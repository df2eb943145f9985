//! Canonicalization and interning behavior

use ferrum_types::{
    Code, Coding, Element, Extension, ExtensionData, FhirString, FhirType, FieldValue,
    GenericMap, Period, TypeContext, TypesConfig,
};
use std::sync::{Arc, Barrier};
use std::thread;

#[test]
fn equal_internable_values_are_one_instance() {
    let ctx = TypeContext::default();
    let a = Code::new(&ctx, "amended".into()).unwrap();
    let b = Code::new(&ctx, "amended".into()).unwrap();
    assert!(Arc::ptr_eq(&a, &b));

    let coding = Coding::new(&ctx, "http://hl7.org/fhir/observation-status", "amended").unwrap();
    assert!(Arc::ptr_eq(coding.code().unwrap(), &a));
}

#[test]
fn all_absent_values_are_empty_singletons() {
    let enabled = TypeContext::default();
    let disabled = TypeContext::new(TypesConfig::default().with_interning(false));

    let a = Period::create(&enabled, &GenericMap::new()).unwrap();
    let b = Period::create(&disabled, &GenericMap::new()).unwrap();
    assert!(Arc::ptr_eq(&a, &b));

    let coding = Coding::new(&enabled, "http://loinc.org", "8480-6").unwrap();
    let stripped = Coding::without(&coding, &enabled, "system").unwrap();
    let stripped = Coding::without(&stripped, &enabled, "code").unwrap();
    assert!(Arc::ptr_eq(&stripped, &Coding::create(&disabled, &GenericMap::new()).unwrap()));
}

#[test]
fn ids_prevent_sharing() {
    let ctx = TypeContext::default();
    let map = GenericMap::new()
        .with("id", "c1")
        .with("code", FieldValue::code("x"));
    let a = Coding::create(&ctx, &map).unwrap();
    let b = Coding::create(&ctx, &map).unwrap();
    assert_eq!(a, b);
    assert!(!a.is_internable());
    assert!(!Arc::ptr_eq(&a, &b));
}

#[test]
fn string_length_bounds_sharing() {
    let ctx = TypeContext::default();
    let short_a = FhirString::new(&ctx, "abcd".into()).unwrap();
    let short_b = FhirString::new(&ctx, "abcd".into()).unwrap();
    let long_a = FhirString::new(&ctx, "abcde".into()).unwrap();
    let long_b = FhirString::new(&ctx, "abcde".into()).unwrap();
    assert!(Arc::ptr_eq(&short_a, &short_b));
    assert!(!Arc::ptr_eq(&long_a, &long_b));
    assert_eq!(long_a, long_b);
}

#[test]
fn disabled_interning_still_compares_equal() {
    let ctx = TypeContext::new(TypesConfig::default().with_interning(false));
    let a = Coding::new(&ctx, "http://loinc.org", "8480-6").unwrap();
    let b = Coding::new(&ctx, "http://loinc.org", "8480-6").unwrap();
    assert_eq!(a, b);
    assert!(!Arc::ptr_eq(&a, &b));
    assert!(ctx.stats().iter().all(|s| s.entries == 0));
}

#[test]
fn concurrent_interning_yields_one_instance() {
    let ctx = Arc::new(TypeContext::default());
    let threads = 8;
    let barrier = Arc::new(Barrier::new(threads));

    let handles: Vec<_> = (0..threads)
        .map(|_| {
            let ctx = Arc::clone(&ctx);
            let barrier = Arc::clone(&barrier);
            thread::spawn(move || {
                barrier.wait();
                Coding::new(&ctx, "http://snomed.info/sct", "38341003").unwrap()
            })
        })
        .collect();

    let codings: Vec<Arc<Coding>> = handles.into_iter().map(|h| h.join().unwrap()).collect();
    for coding in &codings[1..] {
        assert!(Arc::ptr_eq(&codings[0], coding));
    }
    let stats = ctx.stats();
    let coding_stats = stats.iter().find(|s| s.name == "Coding").unwrap();
    assert_eq!(coding_stats.misses, 1);
    assert_eq!(coding_stats.hits, threads as u64 - 1);
}

#[test]
fn dropped_values_are_rebuilt_and_purged() {
    let ctx = TypeContext::default();
    let first = Coding::new(&ctx, "http://loinc.org", "8480-6").unwrap();
    let weak = Arc::downgrade(&first);
    drop(first);
    assert!(weak.upgrade().is_none());

    let second = Coding::new(&ctx, "http://loinc.org", "8480-6").unwrap();
    assert_eq!(second.code().and_then(|c| c.value()).map(|v| &**v), Some("8480-6"));
    drop(second);

    assert!(ctx.purge() >= 1);
    assert!(ctx.stats().iter().all(|s| s.entries == 0));
}

#[test]
fn dead_entries_release_their_children() {
    let ctx = TypeContext::default();
    let code = Code::new(&ctx, "zz-unique-code".into()).unwrap();
    let weak_code = Arc::downgrade(&code);
    let coding = Coding::create(&ctx, &GenericMap::new().with("code", Element::from(code))).unwrap();
    let weak_coding = Arc::downgrade(&coding);
    drop(coding);

    assert!(weak_coding.upgrade().is_none());
    assert!(weak_code.upgrade().is_none());
    // the dead entries are still in their tables, but hold nothing
    let stats = ctx.stats();
    let entries = |name: &str| stats.iter().find(|s| s.name == name).unwrap().entries;
    assert_eq!(entries("Coding"), 1);
    assert_eq!(entries("code"), 1);

    // rebuilding finds nothing to resurrect
    let fresh = Code::new(&ctx, "zz-unique-code".into()).unwrap();
    assert_eq!(Arc::strong_count(&fresh), 1);
}

#[test]
fn extension_urls_are_shared() {
    let ctx = TypeContext::default();
    let url = "http://hl7.org/fhir/StructureDefinition/data-absent-reason";
    let long = |text: &str| Some(Element::from(FhirString::new(&ctx, text.into()).unwrap()));
    let a = Extension::new(&ctx, url, long("not asked")).unwrap();
    let b = Extension::new(&ctx, url, long("masked value")).unwrap();
    assert_ne!(a, b);
    assert!(std::ptr::eq(a.url().as_ptr(), b.url().as_ptr()));
}

#[test]
fn extension_data_follows_its_extensions() {
    let ctx = TypeContext::default();
    let flag = Extension::new(&ctx, "http://example.org/flag", None).unwrap();
    let a = ExtensionData::new(&ctx, None, vec![Arc::clone(&flag)]);
    let b = ExtensionData::new(&ctx, None, vec![flag]);
    assert!(Arc::ptr_eq(&a, &b));

    let with_id = ExtensionData::new(&ctx, Some("x"), Vec::new());
    assert!(!with_id.is_internable());
    assert!(ExtensionData::new(&ctx, None, Vec::new()).is_empty());
}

*TASK DESCRIPTION*:
Would you please write out the entries again exactly?

*SOLUTION FOR THIS TASK*:
repository df2eb943145f9985
//! Canonicalization and interning behavior

use ferrum_types::{
    Code, Coding, Element, Extension, ExtensionData, FhirString, FhirType, FieldValue,
    GenericMap, Period, TypeContext, TypesConfig,
};
use std::sync::{Arc, Barrier};
use std::thread;

#[test]
fn equal_internable_values_are_one_instance() {
    let ctx = TypeContext::default();
    let a = Code::new(&ctx, "amended".into()).unwrap();
    let b = Code::new(&ctx, "amended".into()).unwrap();
    assert!(Arc::ptr_eq(&a, &b));

    let coding = Coding::new(&ctx, "http://hl7.org/fhir/observation-status", "amended").unwrap();
    assert!(Arc::ptr_eq(coding.code().unwrap(), &a));
}

#[test]
fn all_absent_values_are_empty_singletons() {
    let enabled = TypeContext::default();
    let disabled = TypeContext::new(TypesConfig::default().with_interning(false));

    let a = Period::create(&enabled, &GenericMap::new()).unwrap();
    let b = Period::create(&disabled, &GenericMap::new()).unwrap();
    assert!(Arc::ptr_eq(&a, &b));

    let coding = Coding::new(&enabled, "http://loinc.org", "8480-6").unwrap();
    let stripped = Coding::without(&coding, &enabled, "system").unwrap();
    let stripped = Coding::without(&stripped, &enabled, "code").unwrap();
    assert!(Arc::ptr_eq(&stripped, &Coding::create(&disabled, &GenericMap::new()).unwrap()));
}

#[test]
fn ids_prevent_sharing() {
    let ctx = TypeContext::default();
    let map = GenericMap::new()
        .with("id", "c1")
        .with("code", FieldValue::code("x"));
    let a = Coding::create(&ctx, &map).unwrap();
    let b = Coding::create(&ctx, &map).unwrap();
    assert_eq!(a, b);
    assert!(!a.is_internable());
    assert!(!Arc::ptr_eq(&a, &b));
}

#[test]
fn string_length_bounds_sharing() {
    let ctx = TypeContext::default();
    let short_a = FhirString::new(&ctx, "abcd".into()).unwrap();
    let short_b = FhirString::new(&ctx, "abcd".into()).unwrap();
    let long_a = FhirString::new(&ctx, "abcde".into()).unwrap();
    let long_b = FhirString::new(&ctx, "abcde".into()).unwrap();
    assert!(Arc::ptr_eq(&short_a, &short_b));
    assert!(!Arc::ptr_eq(&long_a, &long_b));
    assert_eq!(long_a, long_b);
}

#[test]
fn disabled_interning_still_compares_equal() {
    let ctx = TypeContext::new(TypesConfig::default().with_interning(false));
    let a = Coding::new(&ctx, "http://loinc.org", "8480-6").unwrap();
    let b = Coding::new(&ctx, "http://loinc.org", "8480-6").unwrap();
    assert_eq!(a, b);
    assert!(!Arc::ptr_eq(&a, &b));
    assert!(ctx.stats().iter().all(|s| s.entries == 0));
}

#[test]
fn concurrent_interning_yields_one_instance() {
    let ctx = Arc::new(TypeContext::default());
    let threads = 8;
    let barrier = Arc::new(Barrier::new(threads));

    let handles: Vec<_> = (0..threads)
        .map(|_| {
            let ctx = Arc::clone(&ctx);
            let barrier = Arc::clone(&barrier);
            thread::spawn(move || {
                barrier.wait();
                Coding::new(&ctx, "http://snomed.info/sct", "38341003").unwrap()
            })
        })
        .collect();

    let codings: Vec<Arc<Coding>> = handles.into_iter().map(|h| h.join().unwrap()).collect();
    for coding in &codings[1..] {
        assert!(Arc::ptr_eq(&codings[0], coding));
    }
    let stats = ctx.stats();
    let coding_stats = stats.iter().find(|s| s.name == "Coding").unwrap();
    assert_eq!(coding_stats.misses, 1);
    assert_eq!(coding_stats.hits, threads as u64 - 1);
}

#[test]
fn dropped_values_are_rebuilt_and_purged() {
    let ctx = TypeContext::default();
    let first = Coding::new(&ctx, "http://loinc.org", "8480-6").unwrap();
    let weak = Arc::downgrade(&first);
    drop(first);
    assert!(weak.upgrade().is_none());

    let second = Coding::new(&ctx, "http://loinc.org", "8480-6").unwrap();
    assert_eq!(second.code().and_then(|c| c.value()).map(|v| &**v), Some("8480-6"));
    drop(second);

    assert!(ctx.purge() >= 1);
    assert!(ctx.stats().iter().all(|s| s.entries == 0));
}

#[test]
fn dead_entries_release_their_children() {
    let ctx = TypeContext::default();
    let code = Code::new(&ctx, "zz-unique-code".into()).unwrap();
    let weak_code = Arc::downgrade(&code);
    let coding = Coding::create(&ctx, &GenericMap::new().with("code", Element::from(code))).unwrap();
    let weak_coding = Arc::downgrade(&coding);
    drop(coding);

    assert!(weak_coding.upgrade().is_none());
    assert!(weak_code.upgrade().is_none());
    // the dead entries are still in their tables, but hold nothing
    let stats = ctx.stats();
    let entries = |name: &str| stats.iter().find(|s| s.name == name).unwrap().entries;
    assert_eq!(entries("Coding"), 1);
    assert_eq!(entries("code"), 1);

    // rebuilding finds nothing to resurrect
    let fresh = Code::new(&ctx, "zz-unique-code".into()).unwrap();
    assert_eq!(Arc::strong_count(&fresh), 1);
}

#[test]
fn extension_urls_are_shared() {
    let ctx = TypeContext::default();
    let url = "http://hl7.org/fhir/StructureDefinition/data-absent-reason";
    let long = |text: &str| Some(Element::from(FhirString::new(&ctx, text.into()).unwrap()));
    let a = Extension::new(&ctx, url, long("not asked")).unwrap();
    let b = Extension::new(&ctx, url, long("masked value")).unwrap();
    assert_ne!(a, b);
    assert!(std::ptr::eq(a.url().as_ptr(), b.url().as_ptr()));
}

#[test]
fn extension_data_follows_its_extensions() {
    let ctx = TypeContext::default();
    let flag = Extension::new(&ctx, "http://example.org/flag", None).unwrap();
    let a = ExtensionData::new(&ctx, None, vec![Arc::clone(&flag)]);
    let b = ExtensionData::new(&ctx, None, vec![flag]);
    assert!(Arc::ptr_eq(&a, &b));

    let with_id = ExtensionData::new(&ctx, Some("x"), Vec::new());
    assert!(!with_id.is_internable());
    assert!(ExtensionData::new(&ctx, None, Vec::new()).is_empty());
}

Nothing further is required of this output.